5. Rejecting an applicant because of the content of their Facebook profile
The level of risk would depend on the nature of the content with age, religion, gender, and sexual orientation potential pitfalls. “If the employee has revealed personal details and it could be inferred that the reason for not selecting the individual was because of one of the protected characteristics,” says Prasad, “then the employer could be at risk of a discrimination claim. If there are no discriminatory reasons then there is no risk as there is no contractual relationship between a potential job applicant and the employer.”
6. An employee takes lists of contacts they have built up from social media sites accessed in work and their own time and then leaves to work for a rival
Clarke says: “Ultimately, an employer in these circumstances may need to seek a court injunction to prohibit the ex-employee and their new employer from using the client contact list on the basis that the list is confidential information. Obtaining one could be difficult. Customer details held on a system such as LinkedIn are arguably public and not confidential.
Also, if this is the only place where records of an employee’s business contacts are held, it will be difficult to establish that this information belongs to the employer rather than to the employee. Such issues make it essential for employers to ensure that employees are obliged to record client contact details on an internal database and that this information is expressed to belong to the company and be returnable on termination.
Where appropriate, express contractual restrictive covenants and confidentiality provisions should be used.
7. Employees post user-generated content on internal sites without checking copyright status or accuracy
Distributing documents, pictures, or “works” of another without the owner’s permission is likely to amount to an infringement of copyright laws for which the employer could be held liable.
Clarke says: “Employers should address this issue specifically in a social media policy, any email and internet policy and also in the disciplinary policy. The dissemination of copyrighted information should be clearly stated to amount to a disciplinary offence that could result in disciplinary action including, in serious cases, dismissal.”

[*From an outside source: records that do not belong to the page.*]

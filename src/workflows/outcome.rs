use serde::{Deserialize, Serialize};
use std::fmt;

/// Why validation rejected the retrieved data.
#[derive(Debug, Clone, Copy, PartialEq, Eq, Serialize, Deserialize)]
#[serde(rename_all = "snake_case")]
pub enum ValidationFailure {
    /// CAQH and NPI registry data disagree.
    DataMismatch,
}

impl ValidationFailure {
    pub fn reason(self) -> &'static str {
        match self {
            ValidationFailure::DataMismatch => "CAQH data mismatch - manual review required",
        }
    }
}

impl fmt::Display for ValidationFailure {
    fn fmt(&self, f: &mut fmt::Formatter<'_>) -> fmt::Result {
        f.write_str(self.reason())
    }
}

/// Result of the validation step.
#[derive(Debug, Clone, Copy, PartialEq, Eq, Serialize, Deserialize)]
#[serde(tag = "result", content = "failure", rename_all = "snake_case")]
pub enum ValidationOutcome {
    Success,
    Failed(ValidationFailure),
}

impl ValidationOutcome {
    /// Draws the outcome from a uniform sample in `[0, 1)`.
    ///
    /// Samples strictly above `failure_threshold` succeed.
    pub fn from_sample(sample: f64, failure_threshold: f64) -> Self {
        if sample > failure_threshold {
            ValidationOutcome::Success
        } else {
            ValidationOutcome::Failed(ValidationFailure::DataMismatch)
        }
    }

    pub fn is_success(self) -> bool {
        matches!(self, ValidationOutcome::Success)
    }

    pub fn reason(self) -> &'static str {
        match self {
            ValidationOutcome::Success => "success",
            ValidationOutcome::Failed(failure) => failure.reason(),
        }
    }
}

impl fmt::Display for ValidationOutcome {
    fn fmt(&self, f: &mut fmt::Formatter<'_>) -> fmt::Result {
        f.write_str(self.reason())
    }
}

#[cfg(test)]
mod tests {
    use super::*;

    #[test]
    fn test_outcome_threshold() {
        assert_eq!(ValidationOutcome::from_sample(0.5, 0.2), ValidationOutcome::Success);
        assert_eq!(
            ValidationOutcome::from_sample(0.1, 0.2),
            ValidationOutcome::Failed(ValidationFailure::DataMismatch)
        );
        // the threshold itself fails
        assert!(!ValidationOutcome::from_sample(0.2, 0.2).is_success());
    }

    #[test]
    fn test_failure_reason_text() {
        let outcome = ValidationOutcome::from_sample(0.0, 0.2);
        assert_eq!(outcome.reason(), "CAQH data mismatch - manual review required");
        assert_eq!(ValidationOutcome::Success.to_string(), "success");
    }
}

8. Employees spend too much time at work on social media sites
Employers that allow access at work should be clear about the parameters they set. If not, says Buckle: “Employees may have claims arising from the confusion as to how much time they are allowed to spend. It is often easier to impose a blanket ban on such matters, which, if clearly stated in their relevant policies and contracts, can be used to substantiate allegations of misconduct if employees abuse the situation. It is also possible to raise performance issues generally if employees are failing to complete their set duties, irrespective of the reason for this failure.”
9. Using information posted on blogs when making recruitment decisions
If an applicant has a blog, employers may be tempted to use such information to help make hiring decisions. If blogs give details on the individual’s sexuality and religious beliefs, and the blogger is rejected, there may be a risk of a claim. Clayton says: “Employers who do so could be faced with claims from unsuccessful candidates that their selection was on such grounds and, therefore, discriminatory.”
10. Cyber-bullying of other employees
Employers should ensure that they have up-to-date, effective social media policies that set out clear consequences for non-compliance. Disciplinary policies should make it clear that cyber-bullying may constitute gross misconduct and could result in summary dismissal.